Quels sont vos produits privilégiés ? ph.f. — Je suis toujours à la recherche de produits d’exception et de producteurs passionnés de notre pays et de notre région : de bons légumes en direct du potager, certains parfois oubliés, comme les Jardins de la Dîme à Écaussinnes. J’apprécie particulièrement les bières artisanales liégeoises comme la Curtius. À la carte du restaurant, on trouve du rizotto végétal et de nombreuses céréales, des asperges.

Quelle est votre philosophie de travail ? ph.f. — La difficulté dans ce métier, c’est de rester simple. Mettre trois produits bien en évidence dans l’assiette, c’est sou- vent plus difficile car on ne peut pas se tromper. Il faut un respect des goûts et il faut aussi jouer sur différents registres : l’amer comme le piquant. Ici, le turbot parle de lui-même, on le respecte dans son essence et sa texture. Ici, point trop d’émulsions, de garnitures fantaisistes.

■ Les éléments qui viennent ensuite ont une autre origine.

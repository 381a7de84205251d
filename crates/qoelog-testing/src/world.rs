//! TestWorld pattern for declarative integration test setup.
//!
//! Provides a fluent interface for:
//! - Creating isolated test environments with a log directory
//! - Writing logs, addenda, group files and fake data files
//! - Executing the CLI with a private configuration file

use anyhow::Result;
use assert_cmd::Command;
use std::collections::HashMap;
use std::fs;
use std::path::{Path, PathBuf};
use tempfile::TempDir;

/// Declarative test environment builder.
///
/// # Example
/// ```no_run
/// use qoelog_testing::{PacketBuilder, TestWorld};
///
/// let world = TestWorld::new()
///     .with_log("capture.log", &PacketBuilder::new("Test", "01-Jan-2022 10:00:00").build());
///
/// let log_dir = world.log_dir().to_string_lossy().into_owned();
/// let result = world.run(&["search", &log_dir]).unwrap();
/// assert!(result.success());
/// ```
pub struct TestWorld {
    temp_dir: TempDir,
    cwd: PathBuf,
    log_dir: PathBuf,
    config_path: PathBuf,
    env_vars: HashMap<String, String>,
}

impl Default for TestWorld {
    fn default() -> Self {
        Self::new()
    }
}

impl TestWorld {
    /// Create a new isolated test environment.
    pub fn new() -> Self {
        let temp_dir = TempDir::new().expect("Failed to create temp dir");
        let base_path = temp_dir.path().to_path_buf();
        let log_dir = base_path.join("logs");
        fs::create_dir_all(&log_dir).expect("Failed to create log dir");

        Self {
            cwd: base_path.clone(),
            config_path: base_path.join("config.toml"),
            temp_dir,
            log_dir,
            env_vars: HashMap::new(),
        }
    }

    /// Directory holding `*.log`, `*.ad-log` and `*.gr-log` files.
    pub fn log_dir(&self) -> &Path {
        &self.log_dir
    }

    pub fn cwd(&self) -> &Path {
        &self.cwd
    }

    /// Get the temp directory root.
    pub fn temp_dir(&self) -> &Path {
        self.temp_dir.path()
    }

    /// Config file passed to every CLI run (may not exist).
    pub fn config_path(&self) -> &Path {
        &self.config_path
    }

    /// Write a file relative to the temp root, creating parent directories.
    pub fn write_file(&self, relative: impl AsRef<Path>, contents: &str) -> PathBuf {
        let path = self.temp_dir.path().join(relative);
        if let Some(parent) = path.parent() {
            fs::create_dir_all(parent).expect("Failed to create parent dir");
        }
        fs::write(&path, contents).expect("Failed to write file");
        path
    }

    /// Write a file into the log directory.
    pub fn write_log(&self, name: &str, contents: &str) -> PathBuf {
        self.write_file(Path::new("logs").join(name), contents)
    }

    pub fn with_log(self, name: &str, contents: &str) -> Self {
        self.write_log(name, contents);
        self
    }

    /// Create an empty data file under the log directory.
    pub fn with_data_file(self, relative: impl AsRef<Path>) -> Self {
        self.write_file(Path::new("logs").join(relative), "");
        self
    }

    /// Set a file's modification time, in seconds since the epoch.
    pub fn set_mtime(&self, relative: impl AsRef<Path>, unix_seconds: i64) {
        let path = self.temp_dir.path().join(relative);
        let time = filetime::FileTime::from_unix_time(unix_seconds, 0);
        filetime::set_file_mtime(&path, time).expect("Failed to set mtime");
    }

    pub fn with_config(self, toml: &str) -> Self {
        fs::write(&self.config_path, toml).expect("Failed to write config");
        self
    }

    /// Set an environment variable for CLI execution.
    pub fn with_env(mut self, key: impl Into<String>, value: impl Into<String>) -> Self {
        self.env_vars.insert(key.into(), value.into());
        self
    }

    /// Configure a CLI command with this test environment's settings.
    pub fn configure_command<'a>(&self, cmd: &'a mut Command) -> &'a mut Command {
        cmd.arg("--config").arg(&self.config_path);
        cmd.current_dir(&self.cwd);
        cmd.env_remove("RUST_LOG");
        cmd.env_remove("QOELOG_CONFIG");

        for (key, value) in &self.env_vars {
            cmd.env(key, value);
        }

        cmd
    }

    /// Execute the `qoelog` binary and capture its output.
    ///
    /// # Note
    /// This method uses `Command::cargo_bin()` which requires the binary to be
    /// built, which cargo test does automatically for the workspace.
    #[allow(deprecated)]
    pub fn run(&self, args: &[&str]) -> Result<CliResult> {
        let mut cmd = Command::cargo_bin("qoelog")
            .map_err(|e| anyhow::anyhow!("Failed to find qoelog binary: {}", e))?;

        self.configure_command(&mut cmd);
        cmd.args(args);

        let output = cmd.output()?;

        Ok(CliResult {
            status: output.status,
            stdout: String::from_utf8_lossy(&output.stdout).to_string(),
            stderr: String::from_utf8_lossy(&output.stderr).to_string(),
        })
    }
}

/// Result of a CLI command execution.
#[derive(Debug)]
pub struct CliResult {
    pub status: std::process::ExitStatus,
    pub stdout: String,
    pub stderr: String,
}

impl CliResult {
    /// Check if the command succeeded.
    pub fn success(&self) -> bool {
        self.status.success()
    }

    /// Parse stdout as JSON.
    pub fn json(&self) -> Result<serde_json::Value> {
        Ok(serde_json::from_str(&self.stdout)?)
    }

    pub fn stdout(&self) -> &str {
        &self.stdout
    }

    pub fn stderr(&self) -> &str {
        &self.stderr
    }
}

Il faut se méfier de la technique, des décorations d’assiettes qui peuvent prendre facilement le pas sur l’émotion, la vraie nature du produit. Pour parler vrai, je reste persuadé que pour durer dans notre métier, la qualité du produit, un travail engagé journalier et une remise en question permanente restent les clefs de la réussite dans un métier de plus en plus bling-bling où l’on surfe sur des effets de mode et de tendances parfois plus qu’éphémères.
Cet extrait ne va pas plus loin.